Kemudian dalam perkembangannya, Presiden Joko Widodo mengusulkan visinya untuk mengembangkan Indonesia dari "periferi", dengan menekankan bahwa negara harus lebih memperhatikan pembangunan dan daerah terisolasi yang sering diabaikan. Selama debat presiden 2014, dia mengusulkan visinya yang disebut "Nawa cita", strategi 9 poin yang termasuk rencana untuk memperata pembangunan antara periferi, perbatasan, dan daerah terisolasi, dan kota besar Indonesia. Ini termasuk pengurangan perbedaan harga, pembangunan ekonomi inklusif, dan ketersediaan lebih banyak barang dan transportasi untuk mereka yang tinggal di daerah periferi Indonesia. Selain itu, beliau ingin memperkuat identitas Indonesia sebagai bangsa maritim.

Cikal bakal program untuk memperata pembangunan tersebut sebenarnya berasal dari konsep Pendulum Nusantara yang dicetuskan pada tahun 2012 sebagai kelanjutan dari Sistem Logistik Nasional[5]. Dalam konsep pendulum nusantara ini, nantinya pemerintah bersama para operator pelabuhan dan stakeholder lainnya akan menyediakan rute pelayaran sepanjang jalur barat-timur Indonesia yang beroperasi seperti pendulum. Direncanakan rutenya akan melewati enam pelabuhan utama, yakni Belawan, Jakarta, Surabaya, Batam, Makassar dan Sorong.

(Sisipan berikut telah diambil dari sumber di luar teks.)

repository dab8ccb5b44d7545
use serde::{Deserialize, Serialize};
use time::OffsetDateTime;

use crate::{RecallService, ServiceResult};

#[derive(Debug, Clone, Serialize, Deserialize)]
#[serde(rename_all = "camelCase")]
pub struct ConversationListItem {
	pub conversation_ref: String,
	pub title: Option<String>,
	pub summary: Option<String>,
	#[serde(with = "time::serde::rfc3339")]
	pub created_at: OffsetDateTime,
	pub message_count: i64,
}

#[derive(Debug, Clone, Serialize, Deserialize)]
pub struct ListResponse {
	pub success: bool,
	pub conversations: Vec<ConversationListItem>,
}

impl RecallService {
	pub async fn list(&self) -> ServiceResult<ListResponse> {
		let summaries = self.store.list_conversations().await?;
		let conversations = summaries
			.into_iter()
			.map(|summary| ConversationListItem {
				conversation_ref: summary.external_ref,
				title: summary.title,
				summary: summary.summary,
				created_at: summary.created_at,
				message_count: summary.message_count,
			})
			.collect();

		Ok(ListResponse { success: true, conversations })
	}
}
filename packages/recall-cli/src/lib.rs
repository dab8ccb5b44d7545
use clap::builder::{
	Styles,
	styling::{AnsiColor, Effects},
};

pub const VERSION: &str = env!("CARGO_PKG_VERSION");

pub fn styles() -> Styles {
	Styles::styled()
		.header(AnsiColor::Green.on_default() | Effects::BOLD)
		.usage(AnsiColor::Green.on_default() | Effects::BOLD)
		.literal(AnsiColor::Cyan.on_default() | Effects::BOLD)
		.placeholder(AnsiColor::Blue.on_default())
}
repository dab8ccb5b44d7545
/// Cut the context window around one matched message.
///
/// `messages` must already be in conversation order (ascending). The
/// window is the inclusive range `[i - radius, i + radius]` clamped to the
/// slice bounds, so windows near either end are simply shorter — no
/// padding, no wraparound. An unmatched id yields an empty window; callers
/// proceed without context rather than failing the request.
pub fn context_window<M>(messages: &[M], radius: usize, is_match: impl Fn(&M) -> bool) -> &[M] {
	let Some(position) = messages.iter().position(is_match) else {
		return &messages[..0];
	};
	let start = position.saturating_sub(radius);
	let end = (position + radius).min(messages.len() - 1);

	&messages[start..=end]
}
use std::fmt;

/// The closed set of speaker roles a stored message may carry.
#[derive(Debug, Clone, Copy, PartialEq, Eq, serde::Serialize, serde::Deserialize)]
#[serde(rename_all = "lowercase")]
pub enum Role {
	User,
	Assistant,
	System,
}
impl Role {
	pub fn parse(raw: &str) -> Option<Self> {
		match raw.trim().to_ascii_lowercase().as_str() {
			"user" => Some(Self::User),
			"assistant" => Some(Self::Assistant),
			"system" => Some(Self::System),
			_ => None,
		}
	}

	pub fn as_str(self) -> &'static str {
		match self {
			Self::User => "user",
			Self::Assistant => "assistant",
			Self::System => "system",
		}
	}
}
impl fmt::Display for Role {
	fn fmt(&self, f: &mut fmt::Formatter<'_>) -> fmt::Result {
		f.write_str(self.as_str())
	}
}
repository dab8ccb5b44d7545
mod error;
mod fakes;

pub use error::{Error, Result};
pub use fakes::{FlakyEmbedding, MappedEmbedding, MemoryStore, SpyEmbedding, StubEmbedding};

use std::{env, str::FromStr, thread};

use sqlx::{
	ConnectOptions, Connection, Executor,
	postgres::{PgConnectOptions, PgConnection},
};
use tokio::runtime::Builder;
use uuid::Uuid;

const ADMIN_DATABASES: [&str; 2] = ["postgres", "template1"];

/// A uniquely named scratch database, created on construction and dropped
/// on cleanup. Acceptance tests get isolation without coordinating names.
pub struct TestDatabase {
	name: String,
	dsn: String,
	admin_options: PgConnectOptions,
	cleaned: bool,
}
impl TestDatabase {
	pub async fn new(base_dsn: &str) -> Result<Self> {
		let base_options: PgConnectOptions = PgConnectOptions::from_str(base_dsn)
			.map_err(|err| Error::Message(format!("Failed to parse RECALL_PG_DSN: {err}.")))?;
		let (admin_options, mut admin_conn) = connect_admin(&base_options).await?;
		let name = format!("recall_test_{}", Uuid::new_v4().simple());
		let create_sql = format!(r#"CREATE DATABASE "{}""#, name);

		admin_conn
			.execute(create_sql.as_str())
			.await
			.map_err(|err| Error::Message(format!("Failed to create test database: {err}.")))?;

		let dsn = base_options.clone().database(&name).to_url_lossy().to_string();

		Ok(Self { name, dsn, admin_options, cleaned: false })
	}

	pub fn dsn(&self) -> &str {
		&self.dsn
	}

	pub fn name(&self) -> &str {
		&self.name
	}

	pub async fn cleanup(mut self) -> Result<()> {
		self.cleanup_inner().await
	}

	async fn cleanup_inner(&mut self) -> Result<()> {
		if self.cleaned {
			return Ok(());
		}

		cleanup_database(&self.name, &self.admin_options).await?;

		self.cleaned = true;

		Ok(())
	}
}
impl Drop for TestDatabase {
	fn drop(&mut self) {
		if self.cleaned {
			return;
		}

		let name = self.name.clone();
		let admin_options = self.admin_options.clone();
		let cleanup_thread = thread::spawn(move || {
			let runtime = match Builder::new_current_thread().enable_all().build() {
				Ok(runtime) => runtime,
				Err(err) => {
					eprintln!("Test database cleanup failed: {err}.");

					return;
				},
			};

			if let Err(err) = runtime.block_on(cleanup_database(&name, &admin_options)) {
				eprintln!("Test database cleanup failed: {err}.");
			}
		});
		let _ = cleanup_thread.join();
	}
}

pub fn env_dsn() -> Option<String> {
	env::var("RECALL_PG_DSN").ok()
}

async fn connect_admin(
	base_options: &PgConnectOptions,
) -> Result<(PgConnectOptions, PgConnection)> {
	let mut last_err = None;

	for database in ADMIN_DATABASES {
		let options = base_options.clone().database(database);

		match PgConnection::connect_with(&options).await {
			Ok(conn) => return Ok((options, conn)),
			Err(err) => {
				last_err = Some(err);
			},
		}
	}

	Err(Error::Message(format!("Failed to connect to an admin database: {last_err:?}.")))
}

async fn cleanup_database(name: &str, admin_options: &PgConnectOptions) -> Result<()> {
	let mut conn = PgConnection::connect_with(admin_options).await.map_err(|err| {
		Error::Message(format!("Failed to connect to admin database for cleanup: {err}."))
	})?;
	let _ = sqlx::query(
		"\
SELECT pg_terminate_backend(pid)
FROM pg_stat_activity
WHERE datname = $1 AND pid <> pg_backend_pid()",
	)
	.bind(name)
	.fetch_all(&mut conn)
	.await;
	let drop_sql = format!(r#"DROP DATABASE IF EXISTS "{}""#, name);

	sqlx::query(drop_sql.as_str())
		.execute(&mut conn)
		.await
		.map_err(|err| Error::Message(format!("Failed to drop test database: {err}.")))?;

	Ok(())
}
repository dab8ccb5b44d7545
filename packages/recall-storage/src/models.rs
use serde_json::Value;
use time::OffsetDateTime;
use uuid::Uuid;

#[derive(Debug, Clone, sqlx::FromRow)]
pub struct ConversationRecord {
	pub conversation_id: Uuid,
	pub external_ref: String,
	pub title: Option<String>,
	pub summary: Option<String>,
	pub metadata: Value,
	pub created_at: OffsetDateTime,
}

#[derive(Debug, Clone, sqlx::FromRow)]
pub struct MessageRecord {
	pub message_id: Uuid,
	pub conversation_id: Uuid,
	pub seq: i64,
	pub role: String,
	pub content: String,
	pub token_count: i32,
	pub metadata: Value,
	pub created_at: OffsetDateTime,
}

/// One row of the ranking scan: a message plus its computed similarity.
#[derive(Debug, Clone, sqlx::FromRow)]
pub struct RankedMessage {
	pub message_id: Uuid,
	pub conversation_id: Uuid,
	pub role: String,
	pub content: String,
	pub created_at: OffsetDateTime,
	pub similarity: f32,
}

#[derive(Debug, Clone, sqlx::FromRow)]
pub struct ConversationSummary {
	pub conversation_id: Uuid,
	pub external_ref: String,
	pub title: Option<String>,
	pub summary: Option<String>,
	pub created_at: OffsetDateTime,
	pub message_count: i64,
}

/// Upsert payload for a conversation row, keyed by `external_ref`.
///
/// `None` fields leave the stored value untouched on conflict; `Some`
/// fields replace it.
#[derive(Debug, Clone)]
pub struct ConversationUpsert {
	pub external_ref: String,
	pub title: Option<String>,
	pub summary: Option<String>,
	pub metadata: Option<Value>,
	pub created_at: OffsetDateTime,
}

/// A fully prepared message ready to commit: content as the caller sent
/// it, embedding computed from the newline-collapsed form.
#[derive(Debug, Clone)]
pub struct NewMessage {
	pub message_id: Uuid,
	pub role: String,
	pub content: String,
	pub token_count: i32,
	pub metadata: Value,
	pub vec: Vec<f32>,
	pub created_at: OffsetDateTime,
}

#[derive(Debug, Clone, Copy)]
pub struct IngestReceipt {
	pub conversation_id: Uuid,
	pub stored_count: u32,
}

#[derive(Debug, Clone)]
pub struct RankQuery {
	pub vector: Vec<f32>,
	pub threshold: f32,
	pub limit: i64,
	pub scope: Option<Uuid>,
}
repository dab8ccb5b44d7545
#[derive(Debug, thiserror::Error)]
pub enum Error {
	#[error(transparent)]
	Sqlx(#[from] sqlx::Error),
	#[error("Invalid argument: {0}")]
	InvalidArgument(String),
}
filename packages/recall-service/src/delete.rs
use serde::{Deserialize, Serialize};

use crate::{RecallService, ServiceError, ServiceResult};

#[derive(Debug, Clone, Serialize, Deserialize)]
#[serde(rename_all = "camelCase")]
pub struct DeleteRequest {
	pub conversation_ref: String,
}

#[derive(Debug, Clone, Serialize, Deserialize)]
#[serde(rename_all = "camelCase")]
pub struct DeleteResponse {
	pub success: bool,
	pub conversation_ref: String,
	pub deleted_messages: u64,
}

impl RecallService {
	pub async fn delete(&self, req: DeleteRequest) -> ServiceResult<DeleteResponse> {
		let reference = req.conversation_ref.trim();

		if reference.is_empty() {
			return Err(ServiceError::InvalidRequest {
				message: "conversationRef is required.".to_string(),
			});
		}

		let Some(conversation) = self.store.find_conversation(reference).await? else {
			return Err(ServiceError::NotFound {
				message: format!("No conversation with ref {reference:?}."),
			});
		};
		let deleted_messages =
			self.store.delete_conversation(conversation.conversation_id).await?;

		Ok(DeleteResponse {
			success: true,
			conversation_ref: reference.to_string(),
			deleted_messages,
		})
	}
}
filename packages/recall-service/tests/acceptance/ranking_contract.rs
use std::sync::Arc;

use recall_service::{IngestMessage, IngestRequest, SearchMatches, SearchRequest, ServiceError};
use recall_testkit::MappedEmbedding;

const DIM: u32 = 4;

fn ingest_request(messages: Vec<IngestMessage>) -> IngestRequest {
	IngestRequest {
		conversation_ref: "conv-ranking".to_string(),
		title: Some("Ranking fixture".to_string()),
		summary: None,
		messages,
		metadata: None,
	}
}

fn message(role: &str, content: &str) -> IngestMessage {
	IngestMessage { role: role.to_string(), content: content.to_string(), metadata: None }
}

#[tokio::test]
#[ignore = "Requires external Postgres with pgvector. Set RECALL_PG_DSN to run."]
async fn ranking_scan_applies_strict_threshold_order_and_limit() {
	let Some(test_db) = super::test_db().await else {
		eprintln!("Skipping; set RECALL_PG_DSN to run this test.");

		return;
	};
	let embedding = Arc::new(MappedEmbedding::new(DIM));

	// Exact-valued vectors keep the pgvector arithmetic exact: identical
	// vectors score 1, orthogonal ones score 0.
	embedding.map("query text", vec![1.0, 0.0, 0.0, 0.0]);
	embedding.map("identical", vec![1.0, 0.0, 0.0, 0.0]);
	embedding.map("nearby", vec![1.0, 1.0, 0.0, 0.0]);
	embedding.map("orthogonal", vec![0.0, 0.0, 1.0, 0.0]);

	let cfg = super::test_config(test_db.dsn().to_string(), DIM);
	let service = super::build_service(cfg, embedding).await;

	service
		.ingest(ingest_request(vec![
			message("user", "identical"),
			message("assistant", "nearby"),
			message("user", "orthogonal"),
		]))
		.await
		.expect("ingest failed");

	let response = service
		.search(SearchRequest {
			query: "query text".to_string(),
			conversation_ref: None,
			match_count: Some(5),
			match_threshold: Some(0.0),
			include_context: None,
		})
		.await
		.expect("search failed");
	let SearchMatches::Plain(matches) = response.matches else {
		panic!("expected plain matches");
	};

	// The orthogonal message sits exactly on the threshold and must be
	// excluded; the remaining two come back similarity-descending.
	assert_eq!(matches.len(), 2);
	assert_eq!(matches[0].content, "identical");
	assert_eq!(matches[0].similarity, 1.0);
	assert_eq!(matches[1].content, "nearby");
	assert!(matches[1].similarity < 1.0);

	let limited = service
		.search(SearchRequest {
			query: "query text".to_string(),
			conversation_ref: None,
			match_count: Some(1),
			match_threshold: Some(0.0),
			include_context: None,
		})
		.await
		.expect("search failed");

	assert_eq!(limited.matches.len(), 1);

	let scoped_miss = service
		.search(SearchRequest {
			query: "query text".to_string(),
			conversation_ref: Some("no-such-conversation".to_string()),
			match_count: None,
			match_threshold: None,
			include_context: None,
		})
		.await;

	assert!(matches!(scoped_miss, Err(ServiceError::InvalidScope { .. })));

	test_db.cleanup().await.expect("Failed to cleanup test database.");
}
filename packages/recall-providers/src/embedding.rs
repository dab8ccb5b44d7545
use std::time::Duration;

use reqwest::Client;
use serde_json::Value;

use crate::{Error, Result};

pub async fn embed(
	cfg: &recall_config::EmbeddingProviderConfig,
	texts: &[String],
) -> Result<Vec<Vec<f32>>> {
	let client = Client::builder().timeout(Duration::from_millis(cfg.timeout_ms)).build()?;
	let url = format!("{}{}", cfg.api_base, cfg.path);
	let body = serde_json::json!({
		"model": cfg.model,
		"input": texts,
		"dimensions": cfg.dimensions,
	});
	let res = client
		.post(url)
		.headers(crate::auth_headers(&cfg.api_key, &cfg.default_headers)?)
		.json(&body)
		.send()
		.await?;
	let json: Value = res.error_for_status()?.json().await?;

	parse_embedding_response(json)
}

fn parse_embedding_response(json: Value) -> Result<Vec<Vec<f32>>> {
	let data = json.get("data").and_then(|v| v.as_array()).ok_or_else(|| {
		Error::InvalidResponse { message: "Embedding response is missing data array.".to_string() }
	})?;

	let mut indexed: Vec<(usize, Vec<f32>)> = Vec::with_capacity(data.len());

	for (fallback_index, item) in data.iter().enumerate() {
		let index = item
			.get("index")
			.and_then(|v| v.as_u64())
			.map(|v| v as usize)
			.unwrap_or(fallback_index);
		let embedding = item.get("embedding").and_then(|v| v.as_array()).ok_or_else(|| {
			Error::InvalidResponse { message: "Embedding item missing embedding array.".to_string() }
		})?;
		let mut vec = Vec::with_capacity(embedding.len());

		for value in embedding {
			let number = value.as_f64().ok_or_else(|| Error::InvalidResponse {
				message: "Embedding value must be numeric.".to_string(),
			})?;

			vec.push(number as f32);
		}

		indexed.push((index, vec));
	}

	indexed.sort_by_key(|(index, _)| *index);

	Ok(indexed.into_iter().map(|(_, vec)| vec).collect())
}
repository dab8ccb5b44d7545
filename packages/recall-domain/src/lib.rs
pub mod context;
pub mod normalize;
pub mod role;
pub mod similarity;
pub mod tokens;
use clap::Parser;

#[tokio::main]
async fn main() -> color_eyre::Result<()> {
	color_eyre::install()?;

	let args = recall_api::Args::parse();

	recall_api::run(args).await
}
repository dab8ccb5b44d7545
use serde_json::{Map, Value, json};

use recall_providers::{Error, auth_headers};

#[test]
fn bearer_token_is_always_present() {
	let headers = auth_headers("secret", &Map::new()).expect("header build failed");

	assert_eq!(headers.get("authorization").unwrap(), "Bearer secret");
}

#[test]
fn default_headers_are_appended() {
	let mut defaults = Map::new();

	defaults.insert("x-api-version".to_string(), Value::String("2".to_string()));

	let headers = auth_headers("secret", &defaults).expect("header build failed");

	assert_eq!(headers.get("x-api-version").unwrap(), "2");
	assert_eq!(headers.len(), 2);
}

#[test]
fn non_string_default_headers_are_rejected() {
	let mut defaults = Map::new();

	defaults.insert("x-retries".to_string(), json!(3));

	let err = auth_headers("secret", &defaults).expect_err("expected config error");

	assert!(matches!(err, Error::InvalidConfig { .. }));
}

Dengan adanya sistem ini diharapkan dapat menurunkan ongkos atau tarif pengiriman di Indonesia.

Kemudian pada tahun 2015, Presiden Joko Widodo mengusulkan Program Tol Laut sebagai pengganti program Pendulum Nusantara untuk mengurangi perbedaan harga barang, terutama di pulau-pulau kecil dan daerah perbatasan yang masuk dalam kategori kawasan Tertinggal, Terluar, Terdepan dan Perbatasan[6] (3TP). Program tersebut kemudian dibentuk pada tahun yang sama dengan tiga rute pengiriman awal.

Dasar Regulasi

Untuk mendukung program Tol Laut, pemerintah telah menetapkan berbagai dasar hukum pelaksanaannnya melalui berbagai Kementerian terkait yaitu sebagai berikut :

  1. Peraturan Menteri Perhubungan Nomor 4 Tahun 2018 tentang Penyelenggaraan Kewajiban Pelayanan Publik Untuk Angkutan Barang Di Laut[7]
  2. Peraturan Menteri Perhubungan Nomor 22 Tahun 2018 tentang Komponen Penghasilan dan Biaya yang Diperhitungkan dalam Kegiatan Subsidi Penyelenggaraan Angkutan Barang di Laut[8]
  3. Peraturan Presiden (PERPRES) Nomor 59 Tahun 2020 tentang Perubahan atas Peraturan Presiden Nomor 71 Tahun 2015 tentang Penetapan dan Penyimpanan Barang Kebutuhan Pokok dan Barang Penting[9]
  4. Peraturan Presiden (PERPRES) Nomor 27 Tahun 2021 tentang Penyelenggaraan Kewajiban Pelayanan Publik untuk Angkutan Barang dari dan ke Daerah Tertinggal, Terpencil, Terluar, dan Perbatasan [10]
  5. Keputusan Menteri Perhubungan Nomor 282 Tahun 2020 Tentang Perubahan Atas Keputusan Menteri Perhubungan Nomor Km 4 Tahun 2020 Tentang Tarif Angkutan Barang di Laut untuk Melaksanakan Kewajiban Pelayanan Publik (public Service Obligation) Tahun 2020[11]
  6. Peraturan Menteri Perdagangan Nomor 53 Tahun 2020 tentang Penetapan Jenis Barang yang Diangkut Dalam Program Penyelenggaraan Kewajiban Pelayanan Publik Untuk Angkutan Barang dari dan ke Daerah Tertinggal, Terpencil, Terluar, dan Perbatasan[12]
  7. Peraturan Presiden (PERPRES) Nomor 63 Tahun 2020 tentang Penetapan Daerah Tertinggal Tahun 2020-2024[13]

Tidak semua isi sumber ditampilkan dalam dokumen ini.